それを見た他の仲間達が一斉に攻撃を開始した。
リーダーのルシルが指示をだす。
「鏨夕の救出に回ります! ゼットは前で触手を止める盾! 雷音、触手男の周りに奇妙な球が浮いてます。あの球はおそらく風圧でも誘爆するトラップボムです! 処理を!」
テンタクルルーの十指から伸びた触手が床・壁・天井に吸い付き、室内を蜘蛛の巣の陣地に変える。触手の根元には床下へと続く制御ハブがある——そこを断てば全系統が緩む。

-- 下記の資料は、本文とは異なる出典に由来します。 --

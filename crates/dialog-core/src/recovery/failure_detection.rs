//! Dialog Failure Detection
//!
//! This module implements failure detection mechanisms for SIP dialogs,
//! monitoring dialog health and identifying when recovery is needed.
//!
//! ## Failure Detection Methods
//!
//! - **Transaction Timeouts**: Detect when transactions fail to complete
//! - **Transport Failures**: Monitor underlying transport connectivity
//! - **Response Analysis**: Analyze SIP response codes for failure patterns
//! - **Keep-Alive Monitoring**: Use OPTIONS or other keep-alive mechanisms
//! - **Heartbeat Detection**: Monitor periodic dialog activity
//!
//! ## Failure Classifications
//!
//! - **Transient Failures**: Temporary network issues, recoverable
//! - **Persistent Failures**: Long-term connectivity problems
//! - **Protocol Violations**: Malformed or unexpected SIP messages
//! - **Authentication Failures**: Credential or authorization issues
//! - **Capacity Issues**: Server overload or resource exhaustion
//!
//! ## Implementation Status
//!
//! Basic failure detection is integrated into transaction event processing.
//! This module will contain enhanced detection algorithms when implemented.

// TODO: Implement advanced failure detection mechanisms /// # Transaction Manager Type Definitions
///
/// This module defines specific types used by the TransactionManager to handle
/// SIP transactions according to RFC 3261. These types support the transaction
/// layer operations including timer management, message routing, and transaction
/// state tracking.
///
/// The SIP transaction layer plays a critical role in ensuring reliable message
/// delivery over potentially unreliable transport layers. These types provide
/// the necessary structure to implement the state machines and timer-based
/// behaviors that SIP transactions require.

use std::net::SocketAddr;
use std::time::Instant;

/// Transaction timer data for transaction layer timers (A-K)
///
/// SIP transactions employ a variety of timers to ensure reliability and
/// proper state transitions. RFC 3261 Sections 17.1.1.2, 17.1.2.2, 17.2.1,
/// and 17.2.2 define the timers for each transaction type.
///
/// This structure associates timer data with specific transactions to enable
/// the timer manager to properly track and fire the timers.
///
/// ## SIP Transaction Timers
/// 
/// - Timer A: INVITE retransmission interval, for UDP only
/// - Timer B: INVITE transaction timeout
/// - Timer C: Proxy INVITE transaction timeout 
/// - Timer D: Wait time for response retransmissions
/// - Timer E: Non-INVITE retransmission interval, for UDP only
/// - Timer F: Non-INVITE transaction timeout
/// - Timer G: INVITE response retransmission interval
/// - Timer H: Wait time for ACK receipt
/// - Timer I: Wait time for ACK retransmissions
/// - Timer J: Wait time for retransmissions of non-INVITE requests
/// - Timer K: Wait time for response retransmissions
pub struct TransactionTimer {
    /// Transaction ID that owns this timer
    pub transaction_id: String,
    /// When the timer should fire
    pub expiry: Instant,
}

/// Represents a stray request that doesn't match any transaction
///
/// According to RFC 3261 Section 17.1.3 and 17.2.3, incoming requests should be
/// matched to existing transactions. When no match is found, the request is considered
/// "stray" and needs to be either handled specially (for methods like ACK and CANCEL)
/// or processed as a new transaction.
///
/// This structure encapsulates a stray request and its source for processing by
/// the TransactionManager.
#[derive(Debug, Clone)]
pub struct StrayRequest {
    /// The SIP request that couldn't be matched to any transaction
    pub request: rvoip_sip_core::Request,
    /// The source address from which the request was received
    pub source: SocketAddr,
}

ゼットが一歩踏み込み、大剣を斜めに引く角度で叩きつける。
「正面からは弾む、繊維に沿って裂く!」
刃が粘る感触を断ち、二本が床に叩き落ちる。すかさずゼットは柱に刃先を当て、アンカー化した触手を固定して動きを殺す。
「雷音、右上三つを壁際に寄せて単発誘爆!」
「了解!」
雷音は剣先で“死角”を突き、浮遊球を壁へ追いやる。連鎖しない距離を保ちつつ、爆風で救出通路をこじ開けた。
「今!」
鏨夕が滑り込み、拘束具のロックを踵で外し、被験者をベッドごと安全域へ。
残るは中央——床下の制御ハブ。ゼットが床板を割り、露出した黒いコアに雷音の一閃が走る。
バチン、と全触手が同時に力を失い弛緩。
「第一目標——拘束解除、完了!」
(さっきの爆弾能力はおそらく触手男の能力ではない……)
そう思った矢先、突然背後から声をかけられた。
振り向くとそこには一人の青年が立っていた。
黒髪で、青黒い衣装をまとった男だった。
目元を黒い包帯で隠しているが、整った顔の輪郭から、おそらく美男子であろうと思われる。
それはルシルにとって見覚えのある人物だった。
「久しいな、ルシル・エンジェル」
黒い包帯の下で、口角だけが笑った。
「……魔王アンドラス!バカな!?かつてヒーローランキング二位の英雄だったあなたが何故こんなところに!?」
「ヒーローを降りて一年。肩書きは捨てたが、腕は落ちちゃいない――**英雄ごっこはここまでだ**」
指が小さく鳴る。壁面端末に組織フローが投影され、矢印が《銀河連邦本庁》から《監査局》を経て《11人委員会》へと収束する。
最下段で光るのは——最終承認:S.GERMAIN。
「教科書は綺麗事だ。現実の上司はこっちってだけさ」
「それにしても——君が俺の後釜で二位とは。おめでとう」
一歩、空気が潰れる。アンドラスの姿が滲み、次の瞬間には目前。
「でも今日は、降りる番だ、ルシル」
——床が鳴り、戦いが始まった。